Optimisation of the media for in vitro shoot proliferation and root induction in three new cold-hardy and dwarfing or semi-dwarfing clonal apple rootstocks

Abstract

SummaryRootstocks have been used to influence precocity, tree size, fruit quality, yield efficiency, and mineral uptake, and to withstand adverse environmental conditions in many fruit tree species. However, some apple (Malus × domestica Borkh.) rootstocks with excellent horticultural characteristics are difficult to propagate by conventional methods. Tissue culture can be used to propagate new rootstocks developed from breeding programmes for use in experimental trials and for the rapid large-scale production of rootstocks for commercial production. The aim of this study was to propagate several newly-introduced apple rootstocks which were cold-hardy and dwarfing, or semi-dwarfing, and to improve their rooting ability through tissue culture. Major factors that influenced shoot proliferation and rooting were examined and optimal media were developed for the efficient micropropagation and rooting of in vitro shoots of the apple rootstocks ‘GM256’, ‘Budagovsky 71-3-150’, and ‘Budagovsky 60-160’. The optimum proliferation medium for all three apple rootstocks was Quoirin and Lepoivre (QL) medium containing 0.5 mg l–1 6-benzylaminopurine (BAP) and 0.05 mg l–1 indole-3-butyric acid (IBA).

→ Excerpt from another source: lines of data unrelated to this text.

//! On-disk archive containers.

use crate::binding::ArchiveBinding;
use crate::error::{ErrorKind, Result};
use crate::integrity;
use crate::models::{FileInfo, FileType, HashAlgorithm, Integrity, Stats};
use crate::path::{join_inner, validate as validate_path};
use crate::read_range;
use exn::ResultExt;
use serde::Deserialize;
use std::cell::RefCell;
use std::collections::{BTreeMap, HashMap};
use std::fs::File;
use std::io::{Read, Write};
use std::path::{Path, PathBuf};
use tempfile::TempPath;

/// Links pointing at links are followed at most this many times.
pub(crate) const MAX_LINK_DEPTH: usize = 32;
/// Length of the size pickle that precedes the header.
const SIZE_PICKLE_LEN: u64 = 8;

#[derive(Debug, Default, Deserialize)]
#[serde(default)]
struct Node {
    files: Option<BTreeMap<String, Node>>,
    link: Option<String>,
    size: u64,
    /// Decimal string, relative to the end of the header.
    offset: Option<String>,
    unpacked: bool,
    executable: bool,
    integrity: Option<RawIntegrity>,
}

#[derive(Debug, Deserialize)]
#[serde(rename_all = "camelCase")]
struct RawIntegrity {
    algorithm: String,
    hash: String,
    block_size: u32,
    blocks: Vec<String>,
}

/// An archive container read from the local filesystem.
///
/// The header is parsed once on [`open`](Self::open) and the container stays
/// open for the lifetime of the value. Packed files extracted through
/// [`copy_file_out`](ArchiveBinding::copy_file_out) are written to temporary
/// files that are removed when the archive is dropped.
///
/// # Examples
///
/// ```no_run
/// use std::path::Path;
/// use asar_archive::{ArchiveBinding, AsarArchive};
///
/// # fn example() -> Result<(), Box<dyn std::error::Error>> {
/// let archive = AsarArchive::open("/opt/app/resources/app.asar")?;
/// let entries = archive.readdir(Path::new("node_modules")).unwrap_or_default();
/// # Ok(())
/// # }
/// ```
pub struct AsarArchive {
    path: PathBuf,
    file: File,
    root: Node,
    /// Absolute offset of the first packed byte.
    data_offset: u64,
    /// Container length; packed entries must fit inside it.
    len: u64,
    extracted: RefCell<HashMap<PathBuf, TempPath>>,
}

impl AsarArchive {
    /// Open a container and parse its header.
    ///
    /// # Errors
    ///
    /// [`ErrorKind::Open`] when the file can't be opened, and
    /// [`ErrorKind::InvalidHeader`] when its header is truncated, oversized
    /// or not a directory tree.
    pub fn open(path: impl AsRef<Path>) -> Result<Self> {
        let path = path.as_ref();
        let invalid = || ErrorKind::InvalidHeader(path.to_path_buf());
        let mut file = File::open(path).or_raise(|| ErrorKind::Open(path.to_path_buf()))?;

        let mut size_pickle = [0u8; SIZE_PICKLE_LEN as usize];
        file.read_exact(&mut size_pickle).or_raise(invalid)?;
        let len = file.metadata().or_raise(|| ErrorKind::Open(path.to_path_buf()))?.len();
        let header_size = match (le_u32(&size_pickle, 0), le_u32(&size_pickle, 4)) {
            (Some(4), Some(size)) if SIZE_PICKLE_LEN + u64::from(size) <= len => size,
            _ => exn::bail!(invalid()),
        };
        let mut header = vec![0u8; header_size as usize];
        file.read_exact(&mut header).or_raise(invalid)?;
        let Some(json) = le_u32(&header, 4).and_then(|len| header.get(8..8 + len as usize)) else {
            exn::bail!(invalid());
        };
        let root: Node = serde_json::from_slice(json).or_raise(invalid)?;
        if root.files.is_none() {
            exn::bail!(invalid());
        }

        tracing::debug!(archive = %path.display(), header_size, "Opened archive container");
        Ok(Self {
            path: path.to_path_buf(),
            file,
            root,
            data_offset: SIZE_PICKLE_LEN + u64::from(header_size),
            len,
            extracted: RefCell::new(HashMap::new()),
        })
    }

    /// Find a node, following links in every component and, if
    /// `follow_final` is set, in the last one too. Returns the archive-relative
    /// path of the node actually reached.
    fn lookup(&self, path: &Path, follow_final: bool, depth: usize) -> Option<(PathBuf, &Node)> {
        if depth > MAX_LINK_DEPTH {
            tracing::warn!(archive = %self.path.display(), path = %path.display(), "Too many levels of links");
            return None;
        }
        let path = validate_path(path).ok()?;
        let mut node = &self.root;
        let mut resolved = PathBuf::new();
        let mut components = path.iter().peekable();
        while let Some(name) = components.next() {
            let child = node.files.as_ref()?.get(name.to_str()?)?;
            resolved.push(name);
            let is_last = components.peek().is_none();
            match &child.link {
                Some(target) if follow_final || !is_last => {
                    (resolved, node) = self.lookup(Path::new(target), true, depth + 1)?;
                },
                _ => node = child,
            }
        }
        Some((resolved, node))
    }

    fn file_info(&self, node: &Node) -> Option<FileInfo> {
        if node.files.is_some() || node.link.is_some() {
            return None;
        }
        let integrity = match &node.integrity {
            Some(raw) => match raw.algorithm.parse::<HashAlgorithm>() {
                Ok(algorithm) => Some(Integrity {
                    algorithm,
                    hash: raw.hash.clone(),
                    block_size: raw.block_size,
                    blocks: raw.blocks.clone(),
                }),
                Err(e) => {
                    tracing::error!(archive = %self.path.display(), error = %e, "Refusing entry with unknown integrity");
                    return None;
                },
            },
            None => None,
        };
        Some(FileInfo {
            size: node.size,
            offset: self.absolute_offset(node)?,
            unpacked: node.unpacked,
            executable: node.executable,
            integrity,
        })
    }

    /// Absolute offset of a packed file. `None` when the header places it
    /// outside the container.
    fn absolute_offset(&self, node: &Node) -> Option<u64> {
        if node.unpacked {
            return Some(0);
        }
        let relative = node.offset.as_deref().unwrap_or("0").parse::<u64>().ok()?;
        let offset = self.data_offset.checked_add(relative)?;
        if offset.checked_add(node.size).is_none_or(|end| end > self.len) {
            tracing::warn!(archive = %self.path.display(), offset, size = node.size, "Entry lies outside the container");
            return None;
        }
        Some(offset)
    }

    fn extract(&self, inner: &Path, info: &FileInfo) -> Result<TempPath> {
        let data = read_range(&self.file, info.offset, info.size).map_err(ErrorKind::Io)?;
        if let Some(integrity) = &info.integrity {
            integrity::validate(&data, integrity)?;
        }
        let suffix = inner.extension().map(|ext| format!(".{}", ext.to_string_lossy())).unwrap_or_default();
        let mut temp = tempfile::Builder::new().prefix("asar-").suffix(&suffix).tempfile().map_err(ErrorKind::Io)?;
        temp.write_all(&data).map_err(ErrorKind::Io)?;
        let temp = temp.into_temp_path();
        if info.executable {
            set_executable(&temp)?;
        }
        tracing::trace!(archive = %self.path.display(), inner = %inner.display(), to = %temp.display(), "Extracted entry");
        Ok(temp)
    }
}

impl ArchiveBinding for AsarArchive {
    fn archive_path(&self) -> &Path {
        &self.path
    }

    fn get_file_info(&self, path: &Path) -> Option<FileInfo> {
        let (_, node) = self.lookup(path, true, 0)?;
        self.file_info(node)
    }

    fn stat(&self, path: &Path) -> Option<Stats> {
        let (_, node) = self.lookup(path, false, 0)?;
        if node.files.is_some() {
            Some(Stats::directory())
        } else if node.link.is_some() {
            Some(Stats::link())
        } else {
            Some(Stats { size: node.size, offset: self.absolute_offset(node)?, kind: FileType::File })
        }
    }

    fn readdir(&self, path: &Path) -> Option<Vec<String>> {
        let (_, node) = self.lookup(path, true, 0)?;
        Some(node.files.as_ref()?.keys().cloned().collect())
    }

    fn realpath(&self, path: &Path) -> Option<PathBuf> {
        self.lookup(path, true, 0).map(|(resolved, _)| resolved)
    }

    fn copy_file_out(&self, path: &Path) -> Result<Option<PathBuf>> {
        let Some((resolved, node)) = self.lookup(path, true, 0) else {
            return Ok(None);
        };
        let Some(info) = self.file_info(node) else {
            return Ok(None);
        };
        if info.unpacked {
            return Ok(Some(join_inner(&self.unpacked_path(), &resolved)));
        }
        if let Some(temp) = self.extracted.borrow().get(&resolved) {
            return Ok(Some(temp.to_path_buf()));
        }
        let temp = self.extract(&resolved, &info)?;
        let out = temp.to_path_buf();
        self.extracted.borrow_mut().insert(resolved, temp);
        Ok(Some(out))
    }

    fn get_fd_and_validate_integrity_later(&self) -> Option<&File> {
        Some(&self.file)
    }
}

fn le_u32(bytes: &[u8], at: usize) -> Option<u32> {
    let word: [u8; 4] = bytes.get(at..at + 4)?.try_into().ok()?;
    Some(u32::from_le_bytes(word))
}

#[cfg(unix)]
pub(crate) fn set_executable(path: &Path) -> Result<()> {
    use std::os::unix::fs::PermissionsExt;
    std::fs::set_permissions(path, std::fs::Permissions::from_mode(0o755)).map_err(ErrorKind::Io)?;
    Ok(())
}

#[cfg(not(unix))]
pub(crate) fn set_executable(_path: &Path) -> Result<()> {
    Ok(())
}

Shoot explants of ‘Budagovsky 60-160’ on 1.0× Murashige and Skoog (MS) proliferation medium, 0.75× MS, or 0.5× MS showed shoot tip necrosis and hyperhydricity. Rooting percentages and numbers of roots per plantlet were highest using dark culture for all three rootstocks. The highest rooting percentages for all three rootstocks were obtained on 0.5× QL medium containing 0.5 mg l–1 IBA and 2% (w/v) sucrose, but the rooting percentage of ‘Budagovsky 60-160’ was not significantly different between 0.25× MS and 0.5× QL rooting media.